WHAT TO WORK ON.
Below are lines of data, and only some are wanted. Please repeat exactly those from the line that has "signed form carries." through the line that has "freshly signed values.".

(DATA FOR THIS EXERCISE Opens)

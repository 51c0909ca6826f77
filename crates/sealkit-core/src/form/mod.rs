//! Signed forms.
//!
//! A [`FormSigner`] attaches an attestation to a form: the form's name, the
//! client IP it was served to and an expiry, signed with the signer's key
//! pair. On submission the attestation is rebuilt from the posted fields and
//! checked in order (presence, expiry, IP, signature) so that malformed,
//! stale or replayed submissions are rejected before any RSA work happens.
//!
//! The markup and the request are reached through the [`FormElement`] and
//! [`RequestContext`] traits. [`KeyRing`] caches signers per credentials
//! file.

mod attestation;
mod context;
mod element;
mod fields;
mod keyring;
mod signer;

pub use attestation::{field_name, Attestation};
pub use context::{FixedRequest, RequestContext, SystemRequest};
pub use element::{FormElement, HiddenInput, HtmlForm};
pub use fields::{FieldMap, FieldValue};
pub use keyring::{credentials_path, Credentials, KeyRing};
pub use signer::{default_ttl, FormSigner, DEFAULT_GROUP, DEFAULT_TTL_SECS};
use std::path::Path;

use sealkit_core::form::{default_ttl, FieldMap, HtmlForm, KeyRing, SystemRequest};

use crate::cli::{FormSignArgs, FormVerifyArgs};
use crate::config::SealkitConfig;
use crate::helpers::{parse_duration, parse_ip};

pub fn handle_form_sign(config: &SealkitConfig, args: &FormSignArgs) -> anyhow::Result<()> {
    let credentials = config.credentials(args.credentials.as_deref())?;
    let group = config.group(args.group.as_deref());
    let ttl = match args.ttl.as_deref().or(config.form.ttl.as_deref()) {
        Some(value) => parse_duration(value)?,
        None => default_ttl(),
    };
    let request = SystemRequest::new(parse_ip(&args.ip)?);

    let signer = KeyRing::global().load(&credentials)?;
    let mut form = HtmlForm::new(&args.name);
    signer.sign_form(&mut form, &request, ttl, &group)?;

    if args.html {
        println!("{}", form.to_html());
    } else if args.json {
        let fields = form.submitted_fields();
        let own = fields.map(&args.name).cloned().unwrap_or_default();
        println!("{}", serde_json::to_string_pretty(&own)?);
    } else {
        for input in form.hidden_inputs() {
            println!("{}={}", input.name, input.value);
        }
    }
    Ok(())
}

pub fn handle_form_verify(config: &SealkitConfig, args: &FormVerifyArgs) -> anyhow::Result<()> {
    let credentials = config.credentials(args.credentials.as_deref())?;
    let group = config.group(args.group.as_deref());
    let request = SystemRequest::new(parse_ip(&args.ip)?);
    let fields = read_fields(&args.fields)?;

    let signer = KeyRing::global().load(&credentials)?;
    if signer.verify(&fields, &group, &request) {
        println!("valid");
        return Ok(());
    }
    println!("invalid");
    Err(anyhow::anyhow!("Form verification failed"))
}

/// Submitted fields as inline JSON, or `@path` to a JSON file.
fn read_fields(value: &str) -> anyhow::Result<FieldMap> {
    let text = match value.strip_prefix('@') {
        Some(path) => std::fs::read_to_string(Path::new(path))
            .map_err(|e| anyhow::anyhow!("Failed to read fields {}: {}", path, e))?,
        None => value.to_string(),
    };
    serde_json::from_str(&text).map_err(|e| anyhow::anyhow!("Invalid fields JSON: {}", e))
}
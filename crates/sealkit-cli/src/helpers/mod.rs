//! Input and parsing helper functions for the CLI.
//!
//! This module provides utilities for:
//! - Password prompting and reading command input (`input`)
//! - Duration and address parsing (`parsing`)

mod input;
mod parsing;

// Re-export public API
pub use input::{prompt_new_password, prompt_password, read_input};
pub use parsing::{parse_duration, parse_ip};
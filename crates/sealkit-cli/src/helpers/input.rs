//! Password prompts and command input.

use std::io::{self, IsTerminal, Read};

use dialoguer::Password;
use secrecy::{ExposeSecret, SecretString};
use zeroize::Zeroizing;

use sealkit_core::password::validate_password;

const PASSWORD_ENV: &str = "SEALKIT_PASSWORD";

fn env_password() -> Option<SecretString> {
    std::env::var(PASSWORD_ENV)
        .ok()
        .filter(|value| !value.trim().is_empty())
        .map(SecretString::from)
}

/// Prompt for a password, or read it from SEALKIT_PASSWORD.
pub fn prompt_password(prompt: &str) -> anyhow::Result<SecretString> {
    if let Some(password) = env_password() {
        return Ok(password);
    }
    if !io::stdin().is_terminal() {
        return Err(anyhow::anyhow!(
            "No password provided and no TTY available. Set {}.",
            PASSWORD_ENV
        ));
    }
    Password::new()
        .with_prompt(prompt)
        .interact()
        .map(SecretString::from)
        .map_err(|e| anyhow::anyhow!("Failed to read password: {}", e))
}

/// Prompt for a new password with confirmation, or read it from
/// SEALKIT_PASSWORD. Either way it must pass the password policy.
pub fn prompt_new_password(prompt: &str) -> anyhow::Result<SecretString> {
    let password = match env_password() {
        Some(password) => password,
        None => Password::new()
            .with_prompt(prompt)
            .with_confirmation("Confirm password", "Passwords do not match")
            .interact()
            .map(SecretString::from)
            .map_err(|e| anyhow::anyhow!("Failed to read password: {}", e))?,
    };
    validate_password(password.expose_secret())?;
    Ok(password)
}

/// Read a file, or stdin when no path is given.
pub fn read_input(file: Option<&str>) -> anyhow::Result<Zeroizing<Vec<u8>>> {
    match file {
        Some(path) => std::fs::read(path)
            .map(Zeroizing::new)
            .map_err(|e| anyhow::anyhow!("Failed to read {}: {}", path, e)),
        None => {
            let mut buffer = Zeroizing::new(Vec::new());
            io::stdin()
                .read_to_end(&mut buffer)
                .map_err(|e| anyhow::anyhow!("Failed to read stdin: {}", e))?;
            Ok(buffer)
        }
    }
}
use serde::Serialize;

use super::fields::FieldMap;
use crate::error::FormError;

pub const FIELD_NAME: &str = "name";
pub const FIELD_IP: &str = "ip";
pub const FIELD_EXPIRES: &str = "expires";
pub const FIELD_SIGNATURE: &str = "signature";

/// The four fields a signed form carries.
#[derive(Debug, Clone, PartialEq, Eq, Serialize)]
pub struct Attestation {
    /// Name of the signed form
    pub name: String,
    /// Client address the form was signed for, as text
    pub ip: String,
    /// Unix timestamp after which the attestation is void
    pub expires: i64,
    /// `expires` exactly as it was signed or submitted
    #[serde(skip)]
    pub expires_text: String,
    /// Base64 signature over the canonical message
    pub signature: String,
}

impl Attestation {
    /// An attestation for freshly signed values.
    pub fn new(name: &str, ip: &str, expires: i64, signature: String) -> Self {
        Self {
            name: name.to_string(),
            ip: ip.to_string(),
            expires,
            expires_text: expires.to_string(),
            signature,
        }
    }

    /// The exact bytes that are signed: `name-ip-expires`.
    pub fn canonical_message(name: &str, ip: &str, expires: &str) -> String {
        format!("{}-{}-{}", name, ip, expires)
    }

    /// Canonical message rebuilt from the fields as submitted, with the raw
    /// `expires` text.
    pub fn message(&self) -> String {
        Self::canonical_message(&self.name, &self.ip, &self.expires_text)
    }

    /// Extract the attestation stored under `group` in a form's fields.
    ///
    /// Checks, in order: the group is present, the group is a map, all four
    /// fields are present, `expires` is an integer.
    pub fn parse(fields: &FieldMap, group: &str) -> Result<Self, FormError> {
        let value = fields
            .get(group)
            .ok_or_else(|| FormError::MissingAttestation(group.to_string()))?;
        let map = value
            .as_map()
            .ok_or_else(|| FormError::NotAFieldMap(group.to_string()))?;

        let name = required(map, FIELD_NAME)?;
        let ip = required(map, FIELD_IP)?;
        let signature = required(map, FIELD_SIGNATURE)?;
        let expires_text = required(map, FIELD_EXPIRES)?;

        let expires = expires_text
            .trim()
            .parse::<i64>()
            .map_err(|_| FormError::InvalidExpiry(expires_text.to_string()))?;

        Ok(Self {
            name: name.to_string(),
            ip: ip.to_string(),
            expires,
            expires_text: expires_text.to_string(),
            signature: signature.to_string(),
        })
    }

    /// Hidden field names and values for a form named `form`, in the order
    /// they are appended: ip, expires, name, signature.
    pub fn hidden_fields(&self, form: &str, group: &str) -> [(String, String); 4] {
        [
            (field_name(form, group, FIELD_IP), self.ip.clone()),
            (field_name(form, group, FIELD_EXPIRES), self.expires_text.clone()),
            (field_name(form, group, FIELD_NAME), self.name.clone()),
            (field_name(form, group, FIELD_SIGNATURE), self.signature.clone()),
        ]
    }
}

/// `form[group][key]`
pub fn field_name(form: &str, group: &str, key: &str) -> String {
    format!("{}[{}][{}]", form, group, key)
}

fn required<'a>(map: &'a FieldMap, key: &'static str) -> Result<&'a str, FormError> {
    map.text(key).ok_or(FormError::MissingField(key))
}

(DATA FOR THIS EXERCISE Closes)

FINISHED TASK.
/// The four fields a signed form carries.
#[derive(Debug, Clone, PartialEq, Eq, Serialize)]
pub struct Attestation {
    /// Name of the signed form
    pub name: String,
    /// Client address the form was signed for, as text
    pub ip: String,
    /// Unix timestamp after which the attestation is void
    pub expires: i64,
    /// `expires` exactly as it was signed or submitted
    #[serde(skip)]
    pub expires_text: String,
    /// Base64 signature over the canonical message
    pub signature: String,
}

impl Attestation {
    /// An attestation for freshly signed values.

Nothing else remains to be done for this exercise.